The Secret Life of Contrails

Ever wondered about contrails — the cloud tails left hanging in the sky by airplanes? They are created by airplanes flying at high altitudes, where the air is below –38 degrees Fahrenheit. Exhaust from airplane engines contains water vapor as well as other gases and particles of soot and metal. When the exhaust is expelled […]

Contrails
Ever wondered about contrails -- the cloud tails left hanging in the sky by airplanes?

They are created by airplanes flying at high altitudes, where the air is below –38 degrees Fahrenheit. Exhaust from airplane engines contains water vapor as well as other gases and particles of soot and metal. When the exhaust is expelled into and mixes with the cold air, the water vapor condenses into droplets, which instantly freeze into tiny ice crystals. What you see from the ground is a dense white stream of ice crystals behind an airplane.

Historically, contrails were a factor in World War II, when the skies sometimes became so clouded that fighter craft used the trails as cover
-- but they've also blown the cover of other airplanes:

In the early 1990s, after the U.S. military developed the B-2 stealth bomber, it again became interested in contrails.
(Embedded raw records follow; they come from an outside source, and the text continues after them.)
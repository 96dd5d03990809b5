//! # Restricted CBOR Value Model
//!
//! A closed set of CBOR value variants covering the profile used by health
//! certificates: integers, byte strings, text strings, arrays, maps and tags.
//! JSON-derived claims may additionally carry booleans, null and floats.
//!
//! Wire encoding and decoding are delegated to `ciborium`; this module
//! converts between its open-ended `Value` and [`CborValue`], rejecting
//! anything outside the profile. Extraction points match on the variants
//! exhaustively, so a "wrong type for key X" failure is a pattern that did
//! not match, never a runtime cast.
//!
//! ## Map Ordering
//!
//! Maps are ordered key/value vectors. Encoding writes entries in insertion
//! order, so builders control the byte layout exactly.

use base64::engine::{general_purpose::URL_SAFE_NO_PAD, Engine};
use ciborium::value::{Integer, Value};
use serde_json::Value as JsonValue;

use crate::error::MalformedError;

/// A value in the restricted CBOR profile.
#[derive(Debug, Clone, PartialEq)]
pub enum CborValue {
    /// Major types 0 and 1, range `-2^64 ..= 2^64 - 1`.
    Integer(i128),
    /// Major type 2.
    Bytes(Vec<u8>),
    /// Major type 3.
    Text(String),
    /// Major type 4.
    Array(Vec<CborValue>),
    /// Major type 5, in encounter order.
    Map(Vec<(CborValue, CborValue)>),
    /// Major type 6: a semantic tag wrapping one value.
    Tag(u64, Box<CborValue>),
    /// Simple values `true` / `false`.
    Bool(bool),
    /// Simple value `null`.
    Null,
    /// Major type 7 floating point.
    Float(f64),
}

impl CborValue {
    /// Decode one CBOR item from bytes.
    pub fn from_slice(bytes: &[u8]) -> Result<Self, MalformedError> {
        let value: Value =
            ciborium::de::from_reader(bytes).map_err(|e| MalformedError::Cbor(e.to_string()))?;
        Self::try_from(value)
    }

    /// Encode this value to CBOR bytes.
    pub fn to_vec(&self) -> Result<Vec<u8>, MalformedError> {
        let value = Value::try_from(self.clone())?;
        let mut out = Vec::new();
        ciborium::ser::into_writer(&value, &mut out)
            .map_err(|e| MalformedError::Cbor(e.to_string()))?;
        Ok(out)
    }

    /// Short type name for diagnostics.
    pub fn type_name(&self) -> &'static str {
        match self {
            CborValue::Integer(_) => "integer",
            CborValue::Bytes(_) => "byte string",
            CborValue::Text(_) => "text string",
            CborValue::Array(_) => "array",
            CborValue::Map(_) => "map",
            CborValue::Tag(..) => "tag",
            CborValue::Bool(_) => "bool",
            CborValue::Null => "null",
            CborValue::Float(_) => "float",
        }
    }

    /// Build a text-keyed map tree from a JSON document.
    ///
    /// Integral numbers become [`CborValue::Integer`]; other numbers become
    /// [`CborValue::Float`].
    pub fn from_json(json: &JsonValue) -> Self {
        match json {
            JsonValue::Null => CborValue::Null,
            JsonValue::Bool(b) => CborValue::Bool(*b),
            JsonValue::Number(n) => {
                if let Some(i) = n.as_i64() {
                    CborValue::Integer(i128::from(i))
                } else if let Some(u) = n.as_u64() {
                    CborValue::Integer(i128::from(u))
                } else {
                    CborValue::Float(n.as_f64().unwrap_or(f64::NAN))
                }
            }
            JsonValue::String(s) => CborValue::Text(s.clone()),
            JsonValue::Array(items) => CborValue::Array(items.iter().map(Self::from_json).collect()),
            JsonValue::Object(map) => CborValue::Map(
                map.iter()
                    .map(|(k, v)| (CborValue::Text(k.clone()), Self::from_json(v)))
                    .collect(),
            ),
        }
    }

    /// Render this value as a JSON document.
    ///
    /// Byte strings become unpadded base64url text, tags are transparent,
    /// integer map keys are stringified, and non-finite floats become null.
    ///
    /// # Errors
    ///
    /// Returns [`MalformedError::Json`] for integers outside the 64-bit range
    /// and for map keys that are neither text nor integers.
    pub fn to_json(&self) -> Result<JsonValue, MalformedError> {
        Ok(match self {
            CborValue::Integer(i) => integer_to_json(*i)?,
            CborValue::Bytes(b) => JsonValue::String(URL_SAFE_NO_PAD.encode(b)),
            CborValue::Text(s) => JsonValue::String(s.clone()),
            CborValue::Array(items) => {
                JsonValue::Array(items.iter().map(Self::to_json).collect::<Result<_, _>>()?)
            }
            CborValue::Map(entries) => {
                let mut map = serde_json::Map::with_capacity(entries.len());
                for (k, v) in entries {
                    let key = match k {
                        CborValue::Text(s) => s.clone(),
                        CborValue::Integer(i) => i.to_string(),
                        other => {
                            return Err(MalformedError::Json(format!(
                                "{} cannot be a JSON object key",
                                other.type_name()
                            )))
                        }
                    };
                    map.insert(key, v.to_json()?);
                }
                JsonValue::Object(map)
            }
            CborValue::Tag(_, inner) => inner.to_json()?,
            CborValue::Bool(b) => JsonValue::Bool(*b),
            CborValue::Null => JsonValue::Null,
            CborValue::Float(f) => serde_json::Number::from_f64(*f)
                .map(JsonValue::Number)
                .unwrap_or(JsonValue::Null),
        })
    }

    /// Look up an integer key in a map's entries.
    pub fn lookup(entries: &[(CborValue, CborValue)], key: i64) -> Option<&CborValue> {
        entries.iter().find_map(|(k, v)| match k {
            CborValue::Integer(i) if *i == i128::from(key) => Some(v),
            _ => None,
        })
    }
}

fn integer_to_json(i: i128) -> Result<JsonValue, MalformedError> {
    if let Ok(v) = i64::try_from(i) {
        Ok(JsonValue::from(v))
    } else if let Ok(v) = u64::try_from(i) {
        Ok(JsonValue::from(v))
    } else {
        Err(MalformedError::Json(format!(
            "integer {i} is outside the JSON-representable range"
        )))
    }
}

impl TryFrom<Value> for CborValue {
    type Error = MalformedError;

    fn try_from(value: Value) -> Result<Self, Self::Error> {
        Ok(match value {
            Value::Integer(i) => CborValue::Integer(i128::from(i)),
            Value::Bytes(b) => CborValue::Bytes(b),
            Value::Text(s) => CborValue::Text(s),
            Value::Array(items) => CborValue::Array(
                items
                    .into_iter()
                    .map(CborValue::try_from)
                    .collect::<Result<_, _>>()?,
            ),
            Value::Map(entries) => CborValue::Map(
                entries
                    .into_iter()
                    .map(|(k, v)| Ok((CborValue::try_from(k)?, CborValue::try_from(v)?)))
                    .collect::<Result<_, MalformedError>>()?,
            ),
            Value::Tag(tag, inner) => CborValue::Tag(tag, Box::new(CborValue::try_from(*inner)?)),
            Value::Bool(b) => CborValue::Bool(b),
            Value::Null => CborValue::Null,
            Value::Float(f) => CborValue::Float(f),
            other => {
                return Err(MalformedError::Cbor(format!(
                    "unsupported CBOR construct: {other:?}"
                )))
            }
        })
    }
}

impl TryFrom<CborValue> for Value {
    type Error = MalformedError;

    fn try_from(value: CborValue) -> Result<Self, Self::Error> {
        Ok(match value {
            CborValue::Integer(i) => Value::Integer(
                Integer::try_from(i)
                    .map_err(|_| MalformedError::Cbor(format!("integer {i} out of CBOR range")))?,
            ),
            CborValue::Bytes(b) => Value::Bytes(b),
            CborValue::Text(s) => Value::Text(s),
            CborValue::Array(items) => Value::Array(
                items
                    .into_iter()
                    .map(Value::try_from)
                    .collect::<Result<_, _>>()?,
            ),
            CborValue::Map(entries) => Value::Map(
                entries
                    .into_iter()
                    .map(|(k, v)| Ok((Value::try_from(k)?, Value::try_from(v)?)))
                    .collect::<Result<_, MalformedError>>()?,
            ),
            CborValue::Tag(tag, inner) => Value::Tag(tag, Box::new(Value::try_from(*inner)?)),
            CborValue::Bool(b) => Value::Bool(b),
            CborValue::Null => Value::Null,
            CborValue::Float(f) => Value::Float(f),
        })
    }
}
//! Issuance configuration.
//!
//! Holds the deployment-level settings of a certificate issuer: identifier
//! prefix, issuer country, validity window and signature header parameters.
//! Defaults describe a German test-certificate issuer. Override via
//! environment variables or explicit construction.

use chrono::{DateTime, Duration, Utc};

use crate::dgci::DgciGenerator;
use crate::error::ConfigError;
use crate::init_data::CertificateInitData;

/// Default DGCI prefix.
pub const DEFAULT_DGCI_PREFIX: &str = "URN:UVCI:V1:DE";
/// Default issuer country.
pub const DEFAULT_ISSUER_COUNTRY: &str = "DE";
/// Default validity window in hours.
pub const DEFAULT_VALIDITY_HOURS: i64 = 48;
/// Default COSE algorithm: ES256.
pub const DEFAULT_ALGORITHM_ID: i64 = -7;

/// Configuration for a certificate issuer.
#[derive(Clone, PartialEq, Eq)]
pub struct IssuanceConfig {
    /// Prefix for generated certificate identifiers.
    pub dgci_prefix: String,
    /// Issuer country code written to claim key 1.
    pub issuer_country: String,
    /// Hours between issued-at and expiration.
    pub validity_hours: i64,
    /// Key identifier for the protected header.
    pub key_id: Option<Vec<u8>>,
    /// COSE algorithm identifier; `0` omits it.
    pub algorithm_id: i64,
}

impl std::fmt::Debug for IssuanceConfig {
    fn fmt(&self, f: &mut std::fmt::Formatter<'_>) -> std::fmt::Result {
        f.debug_struct("IssuanceConfig")
            .field("dgci_prefix", &self.dgci_prefix)
            .field("issuer_country", &self.issuer_country)
            .field("validity_hours", &self.validity_hours)
            .field("key_id", &self.key_id.as_ref().map(hex::encode))
            .field("algorithm_id", &self.algorithm_id)
            .finish()
    }
}

impl Default for IssuanceConfig {
    fn default() -> Self {
        Self {
            dgci_prefix: DEFAULT_DGCI_PREFIX.to_string(),
            issuer_country: DEFAULT_ISSUER_COUNTRY.to_string(),
            validity_hours: DEFAULT_VALIDITY_HOURS,
            key_id: None,
            algorithm_id: DEFAULT_ALGORITHM_ID,
        }
    }
}

impl IssuanceConfig {
    /// Load configuration from environment variables.
    ///
    /// Variables:
    /// - `DCC_DGCI_PREFIX` (default: `URN:UVCI:V1:DE`)
    /// - `DCC_ISSUER_COUNTRY` (default: `DE`)
    /// - `DCC_VALIDITY_HOURS` (default: 48)
    /// - `DCC_KEY_ID`, hex (default: absent)
    /// - `DCC_ALGORITHM_ID` (default: -7)
    ///
    /// The loaded values are validated before returning.
    pub fn from_env() -> Result<Self, ConfigError> {
        let key_id = match std::env::var("DCC_KEY_ID") {
            Ok(raw) if !raw.trim().is_empty() => {
                Some(hex::decode(raw.trim()).map_err(|e| ConfigError::InvalidValue {
                    var: "DCC_KEY_ID".to_string(),
                    reason: e.to_string(),
                })?)
            }
            _ => None,
        };

        let config = Self {
            dgci_prefix: env_or("DCC_DGCI_PREFIX", DEFAULT_DGCI_PREFIX),
            issuer_country: env_or("DCC_ISSUER_COUNTRY", DEFAULT_ISSUER_COUNTRY),
            validity_hours: env_parse("DCC_VALIDITY_HOURS", DEFAULT_VALIDITY_HOURS)?,
            key_id,
            algorithm_id: env_parse("DCC_ALGORITHM_ID", DEFAULT_ALGORITHM_ID)?,
        };
        config.validate()?;
        Ok(config)
    }

    /// Check every field without building anything.
    pub fn validate(&self) -> Result<(), ConfigError> {
        DgciGenerator::new(self.dgci_prefix.as_str())?;
        if self.issuer_country.is_empty() {
            return Err(ConfigError::EmptyIssuer);
        }
        if self.validity_hours <= 0 {
            return Err(ConfigError::InvalidValue {
                var: "DCC_VALIDITY_HOURS".to_string(),
                reason: format!("must be positive, got {}", self.validity_hours),
            });
        }
        Ok(())
    }

    /// Identifier generator for the configured prefix.
    pub fn dgci_generator(&self) -> Result<DgciGenerator, ConfigError> {
        DgciGenerator::new(self.dgci_prefix.as_str())
    }

    /// Issuance metadata for a certificate issued at `now`.
    pub fn init_data(&self, now: DateTime<Utc>) -> Result<CertificateInitData, ConfigError> {
        let validity =
            Duration::try_hours(self.validity_hours).ok_or_else(|| ConfigError::InvalidValue {
                var: "DCC_VALIDITY_HOURS".to_string(),
                reason: format!("{} hours is out of range", self.validity_hours),
            })?;
        CertificateInitData::starting_at(
            self.issuer_country.as_str(),
            now,
            validity,
            self.key_id.clone(),
            self.algorithm_id,
        )
    }
}

fn env_or(var: &str, default: &str) -> String {
    std::env::var(var).unwrap_or_else(|_| default.to_string())
}

fn env_parse(var: &str, default: i64) -> Result<i64, ConfigError> {
    match std::env::var(var) {
        Ok(raw) => raw.trim().parse().map_err(|e: std::num::ParseIntError| {
            ConfigError::InvalidValue {
                var: var.to_string(),
                reason: e.to_string(),
            }
        }),
        Err(_) => Ok(default),
    }
}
Steve Weaver, a senior meteorologist at Wright-Patterson Air Force Base, Ohio, points out:
“They spent all this money to develop a billion-dollar bomber that’s invisible to radar, but you can see its contrail with your naked eye.”
The original B-2 design included a tank outboard of the main landing gear that would store a chemical to mix with the exhaust and suppress contrail formation.

Flight Lines [Air & Space]

Image: Jason*

Thanks, Boing Boing!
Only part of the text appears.